The songs that follow treat us to the likes of Ella Fitzgerald, Gladys Knight, Dionne Warwick, Diana Ross, and Whitney Houston. I take over the singing when Ross goes to town on “Touch Me in the Morning.” It’s too good not to go there with her.
Music and my parents. What a gift.
Sure, I love to be alone in the car and sing, be it classic rock, easy listening or pop. But lately I’ve been seeing myself in my parents when it comes to this particular passion.
Just a week before this ride with my mother, I was in the car with my brother and father going to a big band concert. My brother was driving and our backdrop was a combination of Sinatra and big band tunes en route. My father lives for music, probably should have been a disc jockey. He relaxed into the ride and got a kick out of our banter around the songs and artists.

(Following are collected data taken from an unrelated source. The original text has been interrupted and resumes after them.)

use super::agenda::QueryEnv;
use super::expander::QueryExpander;
use crate::features::sync_pds::{PoiKey, Resolution, SolverOptions, SolverStatus, SyncPdsSolver};
use crate::features::weights::{OneWeightFunctions, Reachability};
use crate::shared::models::{Node, Statement};
use std::collections::{BTreeMap, BTreeSet};
use std::time::Instant;
use tracing::{debug, warn};

/// Backward alias sub-queries owned by one root query
///
/// Keyed by seed node; a sub-query is created at most once and kept for
/// the lifetime of its root, so later POIs reuse its allocation sites.
pub(crate) struct SubQueryPool {
    solvers: BTreeMap<Node, SyncPdsSolver<Reachability>>,
    limit: usize,
    options: SolverOptions,
    refused: BTreeSet<Node>,
}

impl SubQueryPool {
    pub(crate) fn new(limit: usize, options: SolverOptions) -> Self {
        Self {
            solvers: BTreeMap::new(),
            limit,
            options,
            refused: BTreeSet::new(),
        }
    }

    pub(crate) fn len(&self) -> usize {
        self.solvers.len()
    }

    /// Create the sub-query seeded at `seed`; true when newly created
    pub(crate) fn ensure(&mut self, seed: Node) -> bool {
        if self.solvers.contains_key(&seed) || self.refused.contains(&seed) {
            return false;
        }
        if self.solvers.len() >= self.limit {
            warn!(seed = %seed, limit = self.limit, "sub-query budget exhausted");
            self.refused.insert(seed);
            return false;
        }
        debug!(seed = %seed, "alias sub-query created");
        self.solvers
            .insert(seed.clone(), SyncPdsSolver::seeded(seed, self.options));
        true
    }

    pub(crate) fn solvers(&self) -> impl Iterator<Item = (&Node, &SyncPdsSolver<Reachability>)> {
        self.solvers.iter()
    }

    /// Allocation statements found so far, `None` when no such sub-query
    pub(crate) fn allocation_statements(&self, seed: &Node) -> Option<BTreeSet<Statement>> {
        self.solvers.get(seed).map(|solver| {
            solver
                .allocation_sites()
                .iter()
                .map(|n| n.stmt.clone())
                .collect()
        })
    }

    pub(crate) fn allocation_sites(&self, seed: &Node) -> Option<&BTreeSet<Node>> {
        self.solvers.get(seed).map(|solver| solver.allocation_sites())
    }

    /// Run every sub-query with pending work
    pub(crate) fn saturate(&mut self, env: &QueryEnv<'_>, deadline: Option<Instant>) -> SolverStatus {
        let weights = OneWeightFunctions;
        let mut expander =
            QueryExpander::new(env.program, env.call_graph, env.backward, &weights, env.config);
        for solver in self.solvers.values_mut() {
            if solver.is_saturated() {
                continue;
            }
            if solver.solve(&mut expander, deadline) == SolverStatus::TimedOut {
                return SolverStatus::TimedOut;
            }
        }
        SolverStatus::Quiescent
    }

    /// Deliver decisions to their owning sub-queries; true on any change
    pub(crate) fn fire(&mut self, env: &QueryEnv<'_>, decisions: Vec<(Node, PoiKey, Resolution)>) -> bool {
        let weights = OneWeightFunctions;
        let mut expander =
            QueryExpander::new(env.program, env.call_graph, env.backward, &weights, env.config);
        let mut changed = false;
        for (owner, key, resolution) in decisions {
            if let Some(solver) = self.solvers.get_mut(&owner) {
                changed |= solver.fire_indirection(&key, resolution, &mut expander);
            }
        }
        changed
    }

    pub(crate) fn refresh_call_graph(&mut self, env: &QueryEnv<'_>) {
        let weights = OneWeightFunctions;
        let mut expander =
            QueryExpander::new(env.program, env.call_graph, env.backward, &weights, env.config);
        for solver in self.solvers.values_mut() {
            solver.refresh_call_graph(&mut expander);
        }
    }
}
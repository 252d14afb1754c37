//! Common test utilities for syncpds-engine
//!
//! Small programs built with `MethodBuilder`, shared by the integration
//! tests. Statement indices are fixed: `Entry` is 0, the first pushed
//! statement is 1.

#![allow(dead_code)]

mod fixtures;

pub use fixtures::*;
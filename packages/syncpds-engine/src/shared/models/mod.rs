//! Shared models

mod field;
mod method;
mod node;
mod statement;
mod val;

pub use field::Field;
pub use method::Method;
pub use node::{ControlFlowEdge, Node};
pub use statement::{InvokeExpr, Rvalue, Statement, StatementKind};
pub use val::{Val, ValKind};
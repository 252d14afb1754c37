use super::statement::Statement;
use super::val::Val;
use serde::{Deserialize, Serialize};
use std::fmt;

/// Vertex of the pushdown configuration space
///
/// `(stmt, fact)` reads "the value of `fact` right after `stmt`".
#[derive(Debug, Clone, PartialEq, Eq, Hash, PartialOrd, Ord, Serialize, Deserialize)]
pub struct Node {
    pub stmt: Statement,
    pub fact: Val,
}

impl Node {
    pub fn new(stmt: Statement, fact: Val) -> Self {
        Self { stmt, fact }
    }
}

impl fmt::Display for Node {
    fn fmt(&self, f: &mut fmt::Formatter<'_>) -> fmt::Result {
        write!(f, "({} @ {})", self.fact, self.stmt)
    }
}

/// Directed intraprocedural control-flow edge
#[derive(Debug, Clone, PartialEq, Eq, Hash, PartialOrd, Ord, Serialize, Deserialize)]
pub struct ControlFlowEdge {
    pub from: Statement,
    pub to: Statement,
}

impl ControlFlowEdge {
    pub fn new(from: Statement, to: Statement) -> Self {
        Self { from, to }
    }
}
use serde::{Deserialize, Serialize};
use std::fmt;

/// Index of an interned automaton state
#[derive(Debug, Clone, Copy, PartialEq, Eq, Hash, PartialOrd, Ord, Serialize, Deserialize)]
pub struct StateId(pub(crate) u32);

impl StateId {
    pub fn index(self) -> usize {
        self.0 as usize
    }
}

impl fmt::Display for StateId {
    fn fmt(&self, f: &mut fmt::Formatter<'_>) -> fmt::Result {
        write!(f, "s{}", self.0)
    }
}

/// Labeled automaton state
///
/// `Generated { fact, label }` stands for "`fact` entered with `label` on
/// top". One generated state exists per pair, which is what folds
/// recursive calls and self-referential fields into finite cycles.
#[derive(Debug, Clone, PartialEq, Eq, Hash, PartialOrd, Ord, Serialize, Deserialize)]
pub enum INode<T, L> {
    Single(T),
    Generated { fact: T, label: L },
}

impl<T, L> INode<T, L> {
    pub fn fact(&self) -> &T {
        match self {
            INode::Single(fact) => fact,
            INode::Generated { fact, .. } => fact,
        }
    }

    pub fn is_generated(&self) -> bool {
        matches!(self, INode::Generated { .. })
    }

    pub fn as_single(&self) -> Option<&T> {
        match self {
            INode::Single(fact) => Some(fact),
            INode::Generated { .. } => None,
        }
    }
}

impl<T: fmt::Display, L: fmt::Display> fmt::Display for INode<T, L> {
    fn fmt(&self, f: &mut fmt::Formatter<'_>) -> fmt::Result {
        match self {
            INode::Single(fact) => write!(f, "{}", fact),
            INode::Generated { fact, label } => write!(f, "<{}.{}>", fact, label),
        }
    }
}
//! Configuration error types

use thiserror::Error;

/// Configuration error type
#[derive(Debug, Error)]
pub enum ConfigError {
    /// Range validation error
    #[error("Invalid range for field '{field}': {value} not in {min}..={max}. {hint}")]
    Range {
        field: String,
        value: String,
        min: String,
        max: String,
        hint: String,
    },

    /// Unsupported version
    #[error("Unsupported configuration version {found}. Supported versions: {}", supported.iter().map(|v| v.to_string()).collect::<Vec<_>>().join(", "))]
    UnsupportedVersion { found: u32, supported: Vec<u32> },

    /// Unknown preset name
    #[error("Unknown preset '{0}'. Valid presets: fast, balanced, thorough, custom")]
    UnknownPreset(String),

    /// IO error
    #[error("IO error: {0}")]
    Io(#[from] std::io::Error),

    /// YAML parsing error
    #[error("YAML parsing error: {0}")]
    Yaml(#[from] serde_yaml::Error),

    /// Inconsistent flag combination
    #[error("Validation error: {0}")]
    Validation(String),
}

/// Configuration result type
pub type ConfigResult<T> = Result<T, ConfigError>;

impl ConfigError {
    /// Create a range error with a hint
    pub fn range_with_hint(
        field: impl Into<String>,
        value: impl ToString,
        min: impl ToString,
        max: impl ToString,
        hint: impl Into<String>,
    ) -> Self {
        ConfigError::Range {
            field: field.into(),
            value: value.to_string(),
            min: min.to_string(),
            max: max.to_string(),
            hint: hint.into(),
        }
    }
}
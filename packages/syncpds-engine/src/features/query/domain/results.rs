use super::query::{BackwardQuery, ForwardQuery};
use crate::features::sync_pds::{SolverStats, SolverStatus};
use crate::shared::models::{Field, Node, Statement, Val};
use serde::{Deserialize, Serialize};
use std::collections::{BTreeMap, BTreeSet};
use std::fmt;

/// `base.f1.f2...`: a local or static followed by field loads
#[derive(Debug, Clone, PartialEq, Eq, Hash, PartialOrd, Ord, Serialize, Deserialize)]
pub struct AccessPath {
    pub base: Val,
    pub fields: Vec<Field>,
}

impl AccessPath {
    pub fn new(base: Val, fields: Vec<Field>) -> Self {
        Self { base, fields }
    }

    pub fn local(base: Val) -> Self {
        Self::new(base, Vec::new())
    }
}

impl fmt::Display for AccessPath {
    fn fmt(&self, f: &mut fmt::Formatter<'_>) -> fmt::Result {
        write!(f, "{}", self.base.name)?;
        for field in &self.fields {
            write!(f, ".{}", field)?;
        }
        Ok(())
    }
}

#[derive(Debug, Clone, PartialEq, Eq, Serialize, Deserialize)]
pub struct BackwardResults {
    pub query: BackwardQuery,
    /// Allocation nodes `(x = new T, x)` the query value may come from
    pub allocation_sites: BTreeSet<Node>,
    /// Access paths at the query statement pointing to the same objects
    pub aliases: BTreeSet<AccessPath>,
    /// `TimedOut` when any pass ran out of budget
    pub status: SolverStatus,
    pub stats: SolverStats,
}

impl BackwardResults {
    pub fn allocation_statements(&self) -> BTreeSet<Statement> {
        self.allocation_sites.iter().map(|n| n.stmt.clone()).collect()
    }

    pub fn is_complete(&self) -> bool {
        self.status.is_complete()
    }

    pub fn may_alias(&self, path: &AccessPath) -> bool {
        self.aliases.contains(path)
    }

    pub fn to_json(&self) -> serde_json::Result<String> {
        serde_json::to_string_pretty(self)
    }
}

#[derive(Debug, Clone, PartialEq, Eq)]
pub struct ForwardResults<W> {
    pub query: ForwardQuery,
    pub reached: BTreeSet<Node>,
    /// Weight of every reached node, combined over calling contexts
    pub weights: BTreeMap<Node, W>,
    /// Reached nodes with an empty call stack
    pub top_level: BTreeSet<Node>,
    pub status: SolverStatus,
    pub stats: SolverStats,
}

impl<W> ForwardResults<W> {
    pub fn weight(&self, node: &Node) -> Option<&W> {
        self.weights.get(node)
    }

    pub fn is_complete(&self) -> bool {
        self.status.is_complete()
    }

    /// Reached nodes at `stmt`
    pub fn reached_at<'a>(&'a self, stmt: &Statement) -> impl Iterator<Item = &'a Node> + 'a {
        let stmt = stmt.clone();
        self.reached.iter().filter(move |n| n.stmt == stmt)
    }
}
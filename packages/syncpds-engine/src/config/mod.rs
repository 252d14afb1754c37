//! Analysis configuration
//!
//! - `AnalysisConfig`: solver/query options (timeout, call graph, sharing)
//! - `Preset`: complete default configurations
//! - YAML schema v1 loading/export

pub mod analysis_config;
pub mod error;
pub mod io;
pub mod preset;

pub use analysis_config::AnalysisConfig;
pub use error::{ConfigError, ConfigResult};
pub use io::{AnalysisOverrides, ConfigExportV1};
pub use preset::Preset;
mod arena;
mod listener;
mod pushdown_system;
mod saturation;
mod weighted_automaton;

pub use arena::StateArena;
pub use listener::{RuleListener, TransitionListener};
pub use pushdown_system::PushdownSystem;
pub use saturation::{Polarity, Saturation, SaturationStep};
pub use weighted_automaton::WeightedAutomaton;
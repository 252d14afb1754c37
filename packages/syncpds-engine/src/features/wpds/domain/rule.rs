/*
 * Pushdown Rules
 *
 * normal: <p, γ>  →  <p', γ'>
 * push:   <p, γ>  →  <p', γ' γ''>
 * pop:    <p, γ>  →  <p', ε>
 *
 * A wildcard `from_label` matches any top symbol; a wildcard `to_label`
 * (normal) or `below` (push) re-emits the matched symbol.
 *
 * Constructors panic on shapes that have no meaning: epsilon on the
 * left-hand side, epsilon or wildcard pushed on top.
 */

use super::state::StateId;
use super::symbol::StackSymbol;

/// Right-hand side shape
#[derive(Debug, Clone, PartialEq, Eq, Hash, PartialOrd, Ord)]
pub enum RuleKind<L> {
    Normal { to_label: L },
    Push { to_label: L, below: L },
    Pop,
}

/// Rule identity, weight excluded
#[derive(Debug, Clone, PartialEq, Eq, Hash, PartialOrd, Ord)]
pub struct RuleKey<L> {
    pub from: StateId,
    pub from_label: L,
    pub to: StateId,
    pub kind: RuleKind<L>,
}

/// Weighted rule
#[derive(Debug, Clone, PartialEq, Eq)]
pub struct Rule<L, W> {
    pub key: RuleKey<L>,
    pub weight: W,
}

impl<L: StackSymbol, W> Rule<L, W> {
    pub fn normal(from: StateId, from_label: L, to: StateId, to_label: L, weight: W) -> Self {
        Self::checked(from, from_label, to, RuleKind::Normal { to_label }, weight)
    }

    pub fn push(
        from: StateId,
        from_label: L,
        to: StateId,
        to_label: L,
        below: L,
        weight: W,
    ) -> Self {
        Self::checked(from, from_label, to, RuleKind::Push { to_label, below }, weight)
    }

    pub fn pop(from: StateId, from_label: L, to: StateId, weight: W) -> Self {
        Self::checked(from, from_label, to, RuleKind::Pop, weight)
    }

    fn checked(from: StateId, from_label: L, to: StateId, kind: RuleKind<L>, weight: W) -> Self {
        let key = RuleKey {
            from,
            from_label,
            to,
            kind,
        };
        key.assert_well_formed();
        Self { key, weight }
    }

    pub fn from(&self) -> StateId {
        self.key.from
    }

    pub fn to(&self) -> StateId {
        self.key.to
    }
}

impl<L: StackSymbol> RuleKey<L> {
    pub(crate) fn assert_well_formed(&self) {
        if self.from_label.is_epsilon() {
            panic!("malformed rule {:?}: epsilon on the left-hand side", self);
        }
        match &self.kind {
            RuleKind::Normal { to_label } => {
                if to_label.is_epsilon() {
                    panic!("malformed normal rule {:?}: use a pop rule to consume", self);
                }
            }
            RuleKind::Push { to_label, below } => {
                if to_label.is_epsilon() || to_label.is_wildcard() {
                    panic!("malformed push rule {:?}: pushed label must be concrete", self);
                }
                if below.is_epsilon() {
                    panic!("malformed push rule {:?}: epsilon below the pushed label", self);
                }
            }
            RuleKind::Pop => {}
        }
    }

    /// Some label of the rule is a wildcard
    pub fn has_wildcard(&self) -> bool {
        self.labels().any(|label| label.is_wildcard())
    }

    /// Labels named by the rule, wildcards included
    pub fn labels(&self) -> impl Iterator<Item = &L> {
        let (to_label, below) = match &self.kind {
            RuleKind::Normal { to_label } => (Some(to_label), None),
            RuleKind::Push { to_label, below } => (Some(to_label), Some(below)),
            RuleKind::Pop => (None, None),
        };
        std::iter::once(&self.from_label).chain(to_label).chain(below)
    }

    /// Concrete rule for top symbol `symbol`, `None` when the rule does
    /// not apply to it. Wildcards on the right re-emit `symbol`.
    pub fn instantiate(&self, symbol: &L) -> Option<Self> {
        if symbol.is_wildcard() || !self.from_label.matches(symbol) {
            return None;
        }
        let emit = |label: &L| {
            if label.is_wildcard() {
                symbol.clone()
            } else {
                label.clone()
            }
        };
        let kind = match &self.kind {
            RuleKind::Normal { to_label } => RuleKind::Normal {
                to_label: emit(to_label),
            },
            RuleKind::Push { to_label, below } => RuleKind::Push {
                to_label: to_label.clone(),
                below: emit(below),
            },
            RuleKind::Pop => RuleKind::Pop,
        };
        Some(Self {
            from: self.from,
            from_label: symbol.clone(),
            to: self.to,
            kind,
        })
    }
}

/// Outcome of [`crate::features::wpds::PushdownSystem::add_rule`]
#[derive(Debug, Clone, Copy, PartialEq, Eq)]
pub enum RuleInsert {
    Added,
    /// Duplicate rule, weight combined with ⊕ and changed
    WeightCombined,
    /// Duplicate rule, weight absorbed
    Unchanged,
}

impl RuleInsert {
    pub fn changed(self) -> bool {
        !matches!(self, RuleInsert::Unchanged)
    }
}

#[cfg(test)]
mod tests {
    use super::*;
    use crate::shared::models::Field;

    #[test]
    fn test_wildcard_normal_is_well_formed() {
        let rule = Rule::normal(StateId(0), Field::wildcard(), StateId(1), Field::wildcard(), ());
        assert_eq!(rule.from(), StateId(0));
        assert_eq!(rule.to(), StateId(1));
    }

    #[test]
    fn test_instantiate_wildcard_push() {
        let key = Rule::push(
            StateId(0),
            Field::wildcard(),
            StateId(1),
            Field::named("a"),
            Field::wildcard(),
            (),
        )
        .key;
        assert!(key.has_wildcard());

        let concrete = key.instantiate(&Field::named("b")).unwrap();
        assert_eq!(concrete.from_label, Field::named("b"));
        assert_eq!(
            concrete.kind,
            RuleKind::Push {
                to_label: Field::named("a"),
                below: Field::named("b"),
            }
        );
        assert!(!concrete.has_wildcard());
    }

    #[test]
    fn test_instantiate_concrete_from_label() {
        let key = Rule::normal(StateId(0), Field::named("a"), StateId(1), Field::wildcard(), ()).key;

        assert!(key.instantiate(&Field::named("b")).is_none());
        let concrete = key.instantiate(&Field::named("a")).unwrap();
        assert_eq!(concrete.kind, RuleKind::Normal { to_label: Field::named("a") });
        assert!(key.instantiate(&Field::epsilon()).is_none());
    }

    #[test]
    #[should_panic(expected = "pushed label must be concrete")]
    fn test_push_epsilon_panics() {
        let _ = Rule::push(
            StateId(0),
            Field::named("f"),
            StateId(1),
            Field::epsilon(),
            Field::named("g"),
            (),
        );
    }

    #[test]
    #[should_panic(expected = "epsilon on the left-hand side")]
    fn test_epsilon_from_label_panics() {
        let _ = Rule::pop(StateId(0), Field::epsilon(), StateId(1), ());
    }
}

At the concert, featuring Bobby Caldwell’s Big Band, Dad was moving in his seat the whole time. Feet keeping time. Hands almost leading the band. Lyrics coming off his lips without even a thought. I don’t know how so many people can keep still when a 17-piece orchestra is coming at them, but I grew up with parents who feel their music. They met at a dance and were the first ones up on the dance floor at weddings.
It’s such a part of me.
We all have those songs that are the soundtrack for our lives, as they say. And while my high school and college years were mostly about rock and disco, my childhood home was infused with all kinds of music – Sinatra, doo wop, big bands, opera, country. It all made its way in and now so much of it jars memories.
At this point in our lives, it’s amazing what comes flooding back and the new memories created when we include music.
As Mom and I get on the interstate, Sara Vaughan is singing Broken Hearted Melody.
“I used to be able to hit those notes,” Mom says.
I turn up the volume and encourage her to give it a go. Let the wind take it where it will.